Our study reinforces the hypothesis of the association of chikungunya with severe manifestations and deaths. Chikungunya-related death is critical to defining public health priorities, such as investment in research, vaccine development, and vector control. The evaluation of excess deaths is a tool that should be included in the assessment of chikungunya epidemics.
The results of our study are subject to several limitations. We conducted an ecologic analysis, which does not enable establishment of causality, and the investigation was based on secondary data, which may result in some inaccuracies. Therefore, some of the excess deaths we calculated might have resulted from other diseases, particularly vectorborne diseases, which have seasonal patterns of occurrence similar to those of chikungunya. However, we tried to reduce these limitations using several sources of information and accounting for other diseases that could interfere in the deaths in the region, including other viral diseases. The method used in this study is already well known and widely used to estimate deaths and hospitalizations associated with respiratory viruses and extreme weather phenomena (14,15).

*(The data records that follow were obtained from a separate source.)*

//! CLI command implementations.

mod api;
mod auth;
mod monitoring;
mod routes;

pub use api::{profile_update, request, system_name};
pub use auth::{login, logout, register, status, whoami};
pub use monitoring::{monitoring_clear, monitoring_set};
pub use routes::{route_check, routes_list};

use anyhow::{Context as _, Result};
use ledger_config::{Config, Paths};
use ledger_session::{
    HttpAuthApi, HttpTransport, RecordingNavigator, ReqwestTransport, RequestPipeline, RouteGuard,
    SessionStore, TracingNotifier,
};
use ledger_storage::create_storage_sync;
use serde_json::{Map, Value};
use std::sync::Arc;
use tracing::debug;

/// Everything a command needs, wired once per invocation.
pub struct Context {
    pub session: Arc<SessionStore>,
    pub pipeline: RequestPipeline,
    pub guard: RouteGuard,
    pub navigator: Arc<RecordingNavigator>,
}

impl Context {
    /// Build the session subsystem over `paths` and restore persisted state.
    pub async fn open(paths: &Paths, config: &Config) -> Result<Self> {
        let storage = create_storage_sync(paths).context("Failed to open client storage")?;

        let transport: Arc<dyn HttpTransport> = Arc::new(
            ReqwestTransport::new(config.api_base_url()?, config.request_timeout())?
                .with_cookie_jar(storage.cookie_jar()),
        );
        let api = Arc::new(HttpAuthApi::new(transport.clone()));
        let session = Arc::new(SessionStore::new(storage, api));
        session.set_phase_callback(Box::new(|change| {
            debug!(previous = ?change.previous, phase = ?change.phase, "Session phase changed");
        }));

        let report = session.initialize_from_persisted().await;
        debug!(
            session = report.session_restored,
            monitoring = report.monitoring_restored,
            "Client state restored"
        );

        let navigator = Arc::new(RecordingNavigator::new());
        let pipeline = RequestPipeline::new(
            transport,
            session.clone(),
            Arc::new(TracingNotifier),
            navigator.clone(),
        );
        let guard = RouteGuard::new(session.clone());

        Ok(Self {
            session,
            pipeline,
            guard,
            navigator,
        })
    }
}

/// Parse a JSON object argument.
fn parse_object(raw: &str) -> Result<Value> {
    let value: Value = serde_json::from_str(raw).context("Expected a JSON object")?;
    if !value.is_object() {
        anyhow::bail!("Expected a JSON object");
    }
    Ok(value)
}

/// Build an object from `key=value` pairs. Values that parse as JSON keep
/// their type; anything else is a string.
fn parse_fields(fields: &[String]) -> Result<Map<String, Value>> {
    let mut map = Map::new();
    for field in fields {
        let Some((key, raw)) = field.split_once('=') else {
            anyhow::bail!("Expected key=value, got '{}'", field);
        };
        let value = serde_json::from_str(raw).unwrap_or_else(|_| Value::String(raw.to_string()));
        map.insert(key.trim().to_string(), value);
    }
    Ok(map)
}

#[cfg(test)]
mod tests {
    use super::*;
    use serde_json::json;
    use tempfile::tempdir;

    #[test]
    fn test_parse_fields_keeps_json_types() {
        let fields = parse_fields(&[
            "name=Lin".to_string(),
            "tenant_id=4".to_string(),
            "profile={\"phone\":\"123\"}".to_string(),
        ])
        .unwrap();
        assert_eq!(
            Value::Object(fields),
            json!({"name": "Lin", "tenant_id": 4, "profile": {"phone": "123"}})
        );
        assert!(parse_fields(&["oops".to_string()]).is_err());
    }

    #[test]
    fn test_parse_object_rejects_non_objects() {
        assert!(parse_object(r#"{"a":1}"#).is_ok());
        assert!(parse_object("[1]").is_err());
        assert!(parse_object("nope").is_err());
    }

    #[tokio::test]
    async fn test_context_restores_persisted_session() {
        let dir = tempdir().unwrap();
        let paths = Paths::with_base_dir(dir.path().to_path_buf());
        {
            let storage = create_storage_sync(&paths).unwrap();
            storage
                .persist_session("A", "R", &json!({"id": 1, "name": "Lin"}))
                .unwrap();
        }

        let ctx = Context::open(&paths, &Config::default()).await.unwrap();

        assert!(ctx.session.is_authenticated());
        assert_eq!(ctx.session.username(), "Lin");
        assert_eq!(ctx.guard.before_each("/login").destination(), "/dashboard");
    }
}
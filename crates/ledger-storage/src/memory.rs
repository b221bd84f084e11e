//! In-memory key/value store.

use crate::{KeyValueStore, StorageResult};
use parking_lot::Mutex;
use std::collections::BTreeMap;

/// Volatile store that lives as long as the process.
#[derive(Default)]
pub struct MemoryStorage {
    data: Mutex<BTreeMap<String, String>>,
}

impl MemoryStorage {
    pub fn new() -> Self {
        Self::default()
    }
}

impl KeyValueStore for MemoryStorage {
    fn set(&self, key: &str, value: &str) -> StorageResult<()> {
        self.data.lock().insert(key.to_string(), value.to_string());
        Ok(())
    }

    fn get(&self, key: &str) -> StorageResult<Option<String>> {
        Ok(self.data.lock().get(key).cloned())
    }

    fn delete(&self, key: &str) -> StorageResult<bool> {
        Ok(self.data.lock().remove(key).is_some())
    }

    fn keys(&self) -> StorageResult<Vec<String>> {
        Ok(self.data.lock().keys().cloned().collect())
    }

    fn clear(&self) -> StorageResult<usize> {
        let mut data = self.data.lock();
        let removed = data.len();
        data.clear();
        Ok(removed)
    }
}
//! Typed errors for the routing and placement cores.
//!
//! Recoverable conditions (congestion, search exhaustion, rejected moves)
//! are expressed as enumerated results inside the cores; only the fatal
//! categories below surface as `Err`. In multi-threaded routing a fatal
//! per-arc condition degrades to a net failure and the net is retried
//! single-threaded, where the same condition becomes a hard error.

use thiserror::Error;

/// Fatal routing failures.
#[derive(Debug, Error)]
pub enum RouteError {
    /// A driven net whose driver port maps to no fabric wire.
    #[error("no wire found for port {port} on source cell of net {net}")]
    NoSourceWire {
        /// Net name.
        net: String,
        /// Driver port name.
        port: String,
    },

    /// A user port that maps to no fabric wire.
    #[error("no wire found for port {port} on destination cell of net {net}")]
    NoSinkWire {
        /// Net name.
        net: String,
        /// User port name.
        port: String,
    },

    /// An arc that could not be routed even without its bounding box.
    #[error("failed to route arc {user} of net {net}")]
    Unroutable {
        /// Net name.
        net: String,
        /// User-pin index.
        user: usize,
    },

    /// A net whose recorded routing tree does not walk back to its source.
    #[error("inconsistent route tree for arc {user} of net {net}")]
    InconsistentTree {
        /// Net name.
        net: String,
        /// User-pin index.
        user: usize,
    },

    /// Two different PIPs driving one wire within a single net.
    #[error("conflicting driving pips on wire {wire} for net {net}")]
    ConflictingDriver {
        /// Net name.
        net: String,
        /// Wire index.
        wire: u32,
    },

    /// The negotiation loop hit its iteration cap with overuse remaining.
    #[error("routing did not converge after {iterations} iterations ({overused} wires overused)")]
    NotConverged {
        /// Iterations executed.
        iterations: u32,
        /// Wires still overused.
        overused: usize,
    },
}

/// Fatal placement failures.
#[derive(Debug, Error)]
pub enum PlaceError {
    /// A cell type with no matching BEL anywhere in the fabric.
    #[error("failed to place cell '{cell}': no usable bel of its type")]
    NoBelForCell {
        /// Cell name.
        cell: String,
    },

    /// A pinned BEL that does not exist or does not match the cell type.
    #[error("pinned bel for cell '{cell}' is missing or incompatible")]
    BadPin {
        /// Cell name.
        cell: String,
    },

    /// A pinned BEL already occupied by another cell.
    #[error("pinned bel for cell '{cell}' is already occupied")]
    PinConflict {
        /// Cell name.
        cell: String,
    },

    /// Post-placement validity sweep found an illegal BEL occupancy.
    #[error("post-placement validity check failed for bel {bel}")]
    InvalidBelLocation {
        /// BEL index.
        bel: u32,
    },

    /// A relative placement constraint left unsatisfied at convergence.
    #[error("constraint satisfaction check failed for cell '{cell}'")]
    ConstraintUnsatisfied {
        /// Cell name.
        cell: String,
    },

    /// The move-evaluation thread pool could not be constructed.
    #[error("failed to build placement thread pool: {0}")]
    ThreadPool(String),
}

#[cfg(test)]
mod tests {
    use super::*;

    #[test]
    fn route_error_messages() {
        let e = RouteError::Unroutable {
            net: "data[3]".into(),
            user: 2,
        };
        assert_eq!(format!("{e}"), "failed to route arc 2 of net data[3]");

        let e = RouteError::NotConverged {
            iterations: 500,
            overused: 12,
        };
        assert!(format!("{e}").contains("500"));
        assert!(format!("{e}").contains("12"));
    }

    #[test]
    fn place_error_messages() {
        let e = PlaceError::NoBelForCell {
            cell: "lc_9".into(),
        };
        assert!(format!("{e}").contains("lc_9"));

        let e = PlaceError::ConstraintUnsatisfied {
            cell: "carry_0".into(),
        };
        assert!(format!("{e}").contains("carry_0"));
    }
}
//! Place-and-route cores for the strand FPGA toolchain.
//!
//! Two engines share the device-model abstraction from `strand_device`:
//!
//! 1. **Router** — iterative negotiated-congestion routing: every net is
//!    routed with a backwards-BFS + forward-A* hybrid, overused wires
//!    accumulate history cost, the present-congestion weight doubles each
//!    iteration, and conflict-free results are committed to the device
//!    binding tables.
//! 2. **Placer** — a parallel simulated-annealing refiner: worker threads
//!    evaluate move proposals against shadow state, the coordinator
//!    applies them serially through the real swap path, and whole chains
//!    move as atomic units.
//!
//! # Usage
//!
//! ```ignore
//! use strand_pnr::{refine_placement, route_design, PlacerConfig, RouterConfig};
//!
//! let ok = refine_placement(&mut dev, &mut netlist, &oracle, &sink,
//!                           PlacerConfig::default(), false, None);
//! assert!(ok);
//! let stats = route_design(&mut dev, &mut netlist, None, &sink,
//!                          RouterConfig::default())?;
//! assert_eq!(stats.overused_wires, 0);
//! ```

#![warn(missing_docs)]

pub mod config;
pub mod error;
pub mod placer;
pub mod router;

pub use config::{PlacerConfig, RouterConfig};
pub use error::{PlaceError, RouteError};
pub use placer::{refine_placement, Legalizer, Placer};
pub use router::{route_design, CongestionStats, RouteStats, Router};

Although limited, our results raise important questions about the occurrence of severe disease and increased mortality rates associated with chikungunya. Therefore, fundamental research is needed about chikungunya pathophysiologic mechanisms involving severe forms, exacerbation of preexisting conditions, and deaths. In addition to clinical studies, systematic diagnostic research of recent infection, including chikungunya, in all severe hospitalized patients during outbreaks could answer some important questions.
Dr. Freitas is a medical epidemiologist who works in the epidemiologic surveillance of Campinas, Campinas, São Paulo, Brazil, and is a professor of epidemiology, biostatistics, and scientific methodology at Faculdade de Medicina São Leopoldo Mandic de Campinas. His primary research interests include studies of mortality and communicable diseases, with emphasis on arboviruses and respiratory viruses.
We thank Luana Hughes Freitas, Nicole Montenegro de Medeiros, Bruno Coelho, and Marcela Montenegro for their support in revising the manuscript.